As birders, we tend to believe, often correctly, that the bird we are looking at is the same one we just saw seconds before.  I nearly fell into this trap recently at Fort Pierce Inlet State Park.  I was walking the Red Bay Run Trail when I spied an Ovenbird, one of very few I had seen to that point this spring.  It flew on and I tracked it down around the corner.  I watched it walking away from me, carefully flipping individual leaves over as it went.  I thought that was a little odd; it was acting exactly like a Swainson’s Warbler, the species everyone else was seeing but not yet me this spring.  I kept watching and the bird hopped up on a short stick, turned its head to the side showing off its massive bill (for a warbler) and dark eye line as if to say, “Hey stupid, I ain’t no stinkin’ Ovenbird.”  Finally, I had found a Swainson’s Warbler for my St. Lucie County list!

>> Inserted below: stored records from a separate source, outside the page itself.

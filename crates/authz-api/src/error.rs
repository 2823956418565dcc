use axum::response::IntoResponse;

/// The fundamental error type returned by every handler. Every core error is
/// canonicalized to a `tonic::Status` here — `tonic::Code` is reused purely
/// as a status vocabulary, no gRPC transport is involved — and this is the
/// only place in the crate that constructs one: the core raises, this shell
/// translates (authz-core never builds a `tonic::Status` itself).
#[derive(Debug)]
pub struct ApiError(pub tonic::Status);

impl From<authz_core::Error> for ApiError {
    fn from(err: authz_core::Error) -> Self {
        use authz_core::Error::*;

        let code = match err {
            NotFound => tonic::Code::NotFound,
            AlreadyExists => tonic::Code::AlreadyExists,
            RevisionMismatch => tonic::Code::Aborted,
            InvalidData(_) | InvalidParentId | InvalidKey | InvalidListArgs | InvalidStrategy => {
                tonic::Code::InvalidArgument
            }
            Timeout => tonic::Code::DeadlineExceeded,
            ConnectionUnavailable => tonic::Code::Unavailable,
        };

        ApiError(tonic::Status::new(code, err.to_string()))
    }
}

impl From<tonic::Status> for ApiError {
    fn from(status: tonic::Status) -> Self {
        ApiError(status)
    }
}

/// Maps a `tonic::Code` to the HTTP status a JSON caller expects, following
/// the same correspondence the grpc-gateway project documents between gRPC
/// codes and HTTP status codes.
fn code_to_http(code: tonic::Code) -> axum::http::StatusCode {
    use axum::http::StatusCode as S;
    use tonic::Code::*;

    match code {
        Ok => S::OK,
        Cancelled => S::from_u16(499).unwrap_or(S::INTERNAL_SERVER_ERROR),
        Unknown => S::INTERNAL_SERVER_ERROR,
        InvalidArgument => S::BAD_REQUEST,
        DeadlineExceeded => S::GATEWAY_TIMEOUT,
        NotFound => S::NOT_FOUND,
        AlreadyExists => S::CONFLICT,
        PermissionDenied => S::FORBIDDEN,
        Unauthenticated => S::UNAUTHORIZED,
        ResourceExhausted => S::TOO_MANY_REQUESTS,
        FailedPrecondition => S::BAD_REQUEST,
        Aborted => S::CONFLICT,
        OutOfRange => S::BAD_REQUEST,
        Unimplemented => S::NOT_IMPLEMENTED,
        Internal => S::INTERNAL_SERVER_ERROR,
        Unavailable => S::SERVICE_UNAVAILABLE,
        DataLoss => S::INTERNAL_SERVER_ERROR,
    }
}

#[derive(serde::Serialize)]
struct ErrorBody<'a> {
    code: &'a str,
    message: String,
}

impl IntoResponse for ApiError {
    fn into_response(self) -> axum::response::Response {
        let status = code_to_http(self.0.code());
        let body = ErrorBody {
            code: code_name(self.0.code()),
            message: self.0.message().to_string(),
        };
        (status, axum::Json(body)).into_response()
    }
}

#[cfg(test)]
mod tests {
    use super::*;

    #[test]
    fn not_found_maps_to_http_404() {
        let api_err: ApiError = authz_core::Error::NotFound.into();
        assert_eq!(code_to_http(api_err.0.code()), axum::http::StatusCode::NOT_FOUND);
    }

    #[test]
    fn already_exists_maps_to_http_409() {
        let api_err: ApiError = authz_core::Error::AlreadyExists.into();
        assert_eq!(code_to_http(api_err.0.code()), axum::http::StatusCode::CONFLICT);
    }

    #[test]
    fn invalid_data_maps_to_http_400() {
        let api_err: ApiError = authz_core::Error::InvalidData("bad attrs".into()).into();
        assert_eq!(code_to_http(api_err.0.code()), axum::http::StatusCode::BAD_REQUEST);
    }

    #[test]
    fn connection_unavailable_maps_to_http_503() {
        let api_err: ApiError = authz_core::Error::ConnectionUnavailable.into();
        assert_eq!(
            code_to_http(api_err.0.code()),
            axum::http::StatusCode::SERVICE_UNAVAILABLE
        );
    }
}

fn code_name(code: tonic::Code) -> &'static str {
    use tonic::Code::*;
    match code {
        Ok => "ok",
        Cancelled => "cancelled",
        Unknown => "unknown",
        InvalidArgument => "invalid_argument",
        DeadlineExceeded => "deadline_exceeded",
        NotFound => "not_found",
        AlreadyExists => "already_exists",
        PermissionDenied => "permission_denied",
        Unauthenticated => "unauthenticated",
        ResourceExhausted => "resource_exhausted",
        FailedPrecondition => "failed_precondition",
        Aborted => "aborted",
        OutOfRange => "out_of_range",
        Unimplemented => "unimplemented",
        Internal => "internal",
        Unavailable => "unavailable",
        DataLoss => "data_loss",
    }
}
use axum::extract::{Query, State};
use axum::http::StatusCode;
use axum::response::IntoResponse;
use axum::Json;
use serde::{Deserialize, Serialize};

use authz_core::{Error, NewRecord, Record};

use crate::error::ApiError;
use crate::extract::SpaceId;
use crate::pagination::{clamp, decode_cursor, Page, PageQuery};
use crate::state::AppState;

#[derive(Debug, Deserialize)]
pub struct GrantRequest {
    pub principal_id: String,
    pub resource_type: String,
    pub resource_id: String,
    pub attrs: Option<serde_json::Value>,
}

pub async fn grant(
    State(state): State<AppState>,
    SpaceId(space_id): SpaceId,
    Json(req): Json<GrantRequest>,
) -> Result<impl IntoResponse, ApiError> {
    let record = Record::new(NewRecord {
        space_id,
        principal_id: req.principal_id,
        resource_type: req.resource_type,
        resource_id: req.resource_id,
        attrs: req.attrs,
    });
    let stored = state.records.store(&record).await?;
    Ok((StatusCode::CREATED, Json(stored)))
}

#[derive(Debug, Deserialize)]
pub struct RecordKey {
    pub principal_id: String,
    pub resource_type: String,
    pub resource_id: String,
}

pub async fn revoke(
    State(state): State<AppState>,
    SpaceId(space_id): SpaceId,
    Query(key): Query<RecordKey>,
) -> Result<StatusCode, ApiError> {
    state
        .records
        .discard(
            &space_id,
            &key.principal_id,
            &key.resource_type,
            &key.resource_id,
        )
        .await?;
    Ok(StatusCode::NO_CONTENT)
}

#[derive(Debug, Serialize)]
pub struct CheckResponse {
    pub found: bool,
    pub record: Option<Record>,
}

/// The `Records.Check` surface: "does a direct grant exist" — a boolean
/// lookup, not the relation graph's `Relations.Check`. A `NotFound` from the
/// store is a normal negative answer here, not an error response.
pub async fn check(
    State(state): State<AppState>,
    SpaceId(space_id): SpaceId,
    Query(key): Query<RecordKey>,
) -> Result<Json<CheckResponse>, ApiError> {
    match state
        .records
        .lookup(
            &space_id,
            &key.principal_id,
            &key.resource_type,
            &key.resource_id,
        )
        .await
    {
        Ok(record) => Ok(Json(CheckResponse {
            found: true,
            record: Some(record),
        })),
        Err(Error::NotFound) => Ok(Json(CheckResponse {
            found: false,
            record: None,
        })),
        Err(err) => Err(err.into()),
    }
}

#[derive(Debug, Deserialize)]
pub struct ByPrincipalQuery {
    pub principal_id: String,
    pub resource_type: Option<String>,
    #[serde(flatten)]
    pub page: PageQuery,
}

/// Lists a principal's records, newest resource id first.
pub async fn list_by_principal(
    State(state): State<AppState>,
    SpaceId(space_id): SpaceId,
    Query(q): Query<ByPrincipalQuery>,
) -> Result<Json<Page<Record>>, ApiError> {
    let limit = clamp(q.page.page_size, state.pagination_limit_max);
    let last_id = decode_cursor(q.page.page_token.as_deref());

    let items = state
        .records
        .list_by_principal(
            &space_id,
            &q.principal_id,
            q.resource_type.as_deref(),
            last_id.as_deref(),
            limit,
        )
        .await?;

    let next_page_token = authz_core::pagination_token_for_page(
        items.last().map(|r| r.resource_id.as_str()),
        items.len(),
        limit,
    );

    Ok(Json(Page {
        items,
        next_page_token,
    }))
}

#[derive(Debug, Deserialize)]
pub struct ByResourceQuery {
    pub resource_type: String,
    pub resource_id: String,
    #[serde(flatten)]
    pub page: PageQuery,
}

/// Lists the principals holding a record on a resource, newest principal
/// id first.
pub async fn list_by_resource(
    State(state): State<AppState>,
    SpaceId(space_id): SpaceId,
    Query(q): Query<ByResourceQuery>,
) -> Result<Json<Page<Record>>, ApiError> {
    let limit = clamp(q.page.page_size, state.pagination_limit_max);
    let last_id = decode_cursor(q.page.page_token.as_deref());

    let items = state
        .records
        .list_by_resource(
            &space_id,
            &q.resource_type,
            &q.resource_id,
            last_id.as_deref(),
            limit,
        )
        .await?;

    let next_page_token = authz_core::pagination_token_for_page(
        items.last().map(|r| r.principal_id.as_str()),
        items.len(),
        limit,
    );

    Ok(Json(Page {
        items,
        next_page_token,
    }))
}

This reminded me of my first Swainson’s Warbler on August 20, 1985 or 86.  I was down by Mud Lake in the woods behind the house I grew up in.  A warbler, I thought it was a Worm-eating Warbler, was walking along a horizontal Live Oak limb (probably in Resurrection Fern, but I didn’t know plants back then) when it turned its head to look down on me, revealing the brown unstriped cap and black eye line.  That was the first and last time that I looked up at a foraging Swainson’s Warbler.